IL PRIMO GIORNO DI SCUOLA

IL PRIMO GIORNO DI SCUOLA…

a cura della dottoressa Elisabetta Graziano

Il primo giorno di scuola è sempre un piccolo trauma sia per chi inizia per la prima volta, sia per chi ricomincia.

La scuola risveglia un ampia gamma di emozioni sia nei genitori che nei bambini: emozioni positive, quali l’entusiasmo di conoscere nuovi compagni, nuove esperienze ed emozioni negative, come la paura e lo stress dell’ignoto e il timore di staccarsi dai genitori.

Tutti i passaggi scolastici sono importanti e delicati , tuttavia chi incomincia per la prima volta si trova a fare conti con una delle fasi più importanti del ciclo di vita: la separazione dai propri genitori.

Spesso, infatti, si manifestano in questa fase (tre anni) i primi sintomi di fobia scolare e disturbi di ansia.

Ovviamente i bambini molto piccoli non manifestano le fobie e i disturbi d’ansia come noi adulti ma tendono a somatizzare manifestando per esempio il tipico mal di pancia da scuola, nausea talvolta vomito oppure disturbi nel sonno.

Quando i bambini manifestano comportamenti che ci mettono in allerta la prima cosa che i genitori possono fare è parlare con loro chiedere se qualcosa li preoccupa …ovviamente la cosa si complica quando i bambini sono molto piccoli.

Nel periodo della scuola materna i bambini hanno difficoltà ad esprimere e a riconoscere le proprie emozioni quindi il lavoro si complica per i genitori.

Sicuramente la separazione che avviene nel momento dell’ingresso nella scuola di infanzia è facilitato se è già stato fatto un lavoro di separazione da parte dei genitori: avere affidato i piccoli per brevi periodi a baby sitter o ai nonni potrebbe rendere meno traumatico il passaggio.

Può essere di aiuto visitare quelli che saranno gli ambienti scolastici, coinvolgerli nella preparazione del materiale e spiegare ai bambini che inizieranno la scuola e passeranno del tempo con altri bambini, sottolineando l’aspetto positivo dell’esperienza.
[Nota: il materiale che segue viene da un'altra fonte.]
#[cfg(test)]
mod tests {
    use super::*;
    use crate::types::PlanType;
    use proptest::prelude::*;

    fn monthly(anchor: u32) -> BillingCycleSpec {
        BillingCycleSpec {
            interval: BillingInterval::Month,
            interval_count: 1,
            anchor,
            plan_type: PlanType::Recurring,
        }
    }

    fn at(y: i32, mo: u32, d: u32) -> DateTime<Utc> {
        Utc.with_ymd_and_hms(y, mo, d, 0, 0, 0).unwrap()
    }

    #[test]
    fn test_outside_service_bounds() {
        let schedule = CycleSchedule::new(at(2024, 1, 10), monthly(29))
            .with_end(at(2024, 6, 1));
        assert!(schedule.cycle_window(at(2024, 1, 9)).is_none());
        assert!(schedule.cycle_window(at(2024, 6, 1)).is_none());
        assert!(schedule.cycle_window(at(2024, 7, 1)).is_none());
    }

    #[test]
    fn test_monthly_leap_anchor_29() {
        // Leap year: the Feb boundary exists on Feb 29.
        let schedule = CycleSchedule::new(at(2024, 1, 10), monthly(29));
        let window = schedule.cycle_window(at(2024, 2, 15)).unwrap();
        assert_eq!(window.start, at(2024, 1, 29));
        assert_eq!(window.end, at(2024, 2, 29));
    }

    #[test]
    fn test_monthly_non_leap_rolls_forward() {
        // Non-leap year: Feb 29 does not exist, boundary rolls to Mar 1.
        let schedule = CycleSchedule::new(at(2025, 1, 10), monthly(29));
        let window = schedule.cycle_window(at(2025, 2, 15)).unwrap();
        assert_eq!(window.start, at(2025, 1, 29));
        assert_eq!(window.end, at(2025, 3, 1));
    }

    #[test]
    fn test_half_open_boundary() {
        let schedule = CycleSchedule::new(at(2024, 1, 10), monthly(15));
        let boundary = at(2024, 2, 15);
        let window = schedule.cycle_window(boundary).unwrap();
        // now == end of the previous window maps to the next window
        assert_eq!(window.start, boundary);
        assert_eq!(window.end, at(2024, 3, 15));
    }

    #[test]
    fn test_first_window_clamps_to_effective_start() {
        // Trial ended Jan 8; grid anchored on day 15.
        let schedule = CycleSchedule::new(at(2024, 1, 1), monthly(15))
            .with_trial_end(at(2024, 1, 8));
        let window = schedule.cycle_window(at(2024, 1, 8)).unwrap();
        assert_eq!(window.start, at(2024, 1, 8));
        assert_eq!(window.end, at(2024, 1, 15));

        // The next cycle snaps back onto the grid.
        let window = schedule.cycle_window(at(2024, 1, 20)).unwrap();
        assert_eq!(window.start, at(2024, 1, 15));
        assert_eq!(window.end, at(2024, 2, 15));
    }

    #[test]
    fn test_trial_window() {
        let schedule = CycleSchedule::new(at(2024, 1, 1), monthly(15))
            .with_trial_end(at(2024, 1, 8));
        let window = schedule.cycle_window(at(2024, 1, 3)).unwrap();
        assert_eq!(window.start, at(2024, 1, 1));
        assert_eq!(window.end, at(2024, 1, 8));
    }

    #[test]
    fn test_onetime_windows() {
        let spec = BillingCycleSpec::onetime();

        let no_trial = CycleSchedule::new(at(2024, 1, 1), spec);
        let window = no_trial.cycle_window(at(2030, 1, 1)).unwrap();
        assert_eq!(window.start, at(2024, 1, 1));
        assert!(window.is_unbounded());

        let with_trial = CycleSchedule::new(at(2024, 1, 1), spec)
            .with_trial_end(at(2024, 1, 8));
        let window = with_trial.cycle_window(at(2024, 1, 5)).unwrap();
        assert_eq!(window.end, at(2024, 1, 8));
        assert!(with_trial.cycle_window(at(2024, 1, 8)).is_none());
    }

    #[test]
    fn test_weekly_anchor() {
        // 2024-01-10 is a Wednesday; anchor Sunday (0).
        let spec = BillingCycleSpec {
            interval: BillingInterval::Week,
            interval_count: 1,
            anchor: 0,
            plan_type: PlanType::Recurring,
        };
        let schedule = CycleSchedule::new(at(2024, 1, 1), spec);
        let window = schedule.cycle_window(at(2024, 1, 10)).unwrap();
        assert_eq!(window.start, at(2024, 1, 7));
        assert_eq!(window.end, at(2024, 1, 14));
    }

    #[test]
    fn test_multi_month_grid_alignment() {
        let spec = BillingCycleSpec {
            interval: BillingInterval::Month,
            interval_count: 3,
            anchor: 1,
            plan_type: PlanType::Recurring,
        };
        let schedule = CycleSchedule::new(at(2024, 1, 1), spec);
        let window = schedule.cycle_window(at(2024, 5, 20)).unwrap();
        assert_eq!(window.start, at(2024, 4, 1));
        assert_eq!(window.end, at(2024, 7, 1));
    }

    #[test]
    fn test_minute_interval() {
        let spec = BillingCycleSpec {
            interval: BillingInterval::Minute,
            interval_count: 1,
            anchor: 0,
            plan_type: PlanType::Recurring,
        };
        let start = Utc.with_ymd_and_hms(2024, 1, 1, 12, 0, 0).unwrap();
        let schedule = CycleSchedule::new(start, spec);
        let now = Utc.with_ymd_and_hms(2024, 1, 1, 12, 5, 30).unwrap();
        let window = schedule.cycle_window(now).unwrap();
        assert_eq!(window.start, Utc.with_ymd_and_hms(2024, 1, 1, 12, 5, 0).unwrap());
        assert_eq!(window.end, Utc.with_ymd_and_hms(2024, 1, 1, 12, 6, 0).unwrap());
    }

    #[test]
    fn test_proration_mid_cycle_remainder() {
        // $100 cycle [Jan 1, Feb 1), downgrade at Jan 16: remainder is 16
        // of 31 days.
        let schedule = CycleSchedule::new(at(2024, 1, 1), monthly(1));
        let factor = schedule.proration_factor(at(2024, 1, 16), at(2024, 2, 1));
        let credit = (10_000.0 * factor).round() as i64;
        assert_eq!(credit, 5161);
    }

    #[test]
    fn test_proration_full_cycle_is_one() {
        let schedule = CycleSchedule::new(at(2024, 1, 1), monthly(1));
        let factor = schedule.proration_factor(at(2024, 1, 1), at(2024, 2, 1));
        assert!((factor - 1.0).abs() < 1e-9);
    }

    #[test]
    fn test_proration_trial_is_zero() {
        let schedule = CycleSchedule::new(at(2024, 1, 1), monthly(1))
            .with_trial_end(at(2024, 1, 8));
        assert_eq!(schedule.proration_factor(at(2024, 1, 1), at(2024, 1, 8)), 0.0);
    }

    #[test]
    fn test_next_date_after() {
        assert_eq!(
            next_date_after(at(2024, 1, 31), CalendarUnit::Month, 1),
            at(2024, 2, 29)
        );
        assert_eq!(
            next_date_after(at(2024, 1, 1), CalendarUnit::Day, 3),
            at(2024, 1, 4)
        );
        assert_eq!(
            next_date_after(at(2024, 2, 29), CalendarUnit::Year, 1),
            at(2025, 2, 28)
        );
    }

    proptest! {
        /// Stepping forward from one window's end lands exactly on the
        /// next window's start: the grid covers time without gap or
        /// overlap.
        #[test]
        fn prop_windows_tile_the_axis(
            anchor in 1u32..=31,
            start_day in 1u32..=28,
            steps in 1usize..24,
        ) {
            let schedule = CycleSchedule::new(at(2023, 3, start_day), monthly(anchor));
            let mut now = at(2023, 3, start_day);
            let mut prev_end: Option<DateTime<Utc>> = None;
            for _ in 0..steps {
                let window = schedule.cycle_window(now).unwrap();
                prop_assert!(window.contains(now));
                prop_assert!(window.start < window.end);
                if let Some(prev) = prev_end {
                    prop_assert_eq!(window.start, prev);
                }
                prev_end = Some(window.end);
                now = window.end;
            }
        }

        #[test]
        fn prop_boundary_belongs_to_next_window(
            anchor in 1u32..=31,
            offset_days in 0i64..400,
        ) {
            let schedule = CycleSchedule::new(at(2023, 1, 1), monthly(anchor));
            let now = at(2023, 1, 1) + Duration::days(offset_days);
            let window = schedule.cycle_window(now).unwrap();
            let next = schedule.cycle_window(window.end).unwrap();
            prop_assert_eq!(next.start, window.end);
        }
    }
}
Far giocare e disegnare i vostri bambini li aiuterà ad esprimere le loro emozioni e le loro paure, non è necessario interpretare come può fare uno psicologo dell’infanzia basta lasciar fluire i loro pensieri ed essere accanto a loro in questo passaggio delicato.

L’ideale sarebbe concordare, tra genitori e insegnanti, un inserimento individuale rispettando i tempi di ciascun bambino e valutando caso per caso la strategia migliore.

Ci accorgiamo che il bambino è sulla giusta strada quando incomincia a sperimentare l’ambiente che lo circonda , giocando e non cercando più il contatto visivo con i genitori.

Per chi ricomincia il ciclo scolastico , invece, parte del lavoro è già stato svolto, ma, può essere difficile la ripresa delle abitudini scolastiche perse oppure il passaggio da un ciclo di scuola ad un altro può richiedere un periodo di assestamento variabile da persona a persona.

Non allarmatevi come genitori se il primo mese di scuola avviene con qualche problema di inserimento, cercate di capire con i vostri figli, cosa preoccupa tenendo presente che i sintomi sopradescritti sono quasi fisiologici all’inizio della scuola.

I giorni che precedono l’inizio della scuola cercate di ritornare ai ritmi di sonno precedenti alle vacanze estive.

Qualora i sintomi (nausea, mal di pancia, mal di testa, disturbi del sonno, irritabilità, stati di ansia o fobia scolare) dovessero protrarsi troppo a lungo forse è necessaria un’indagine più approfondita e quindi il consulto di un esperto ( pediatra di riferimento e o psicologo).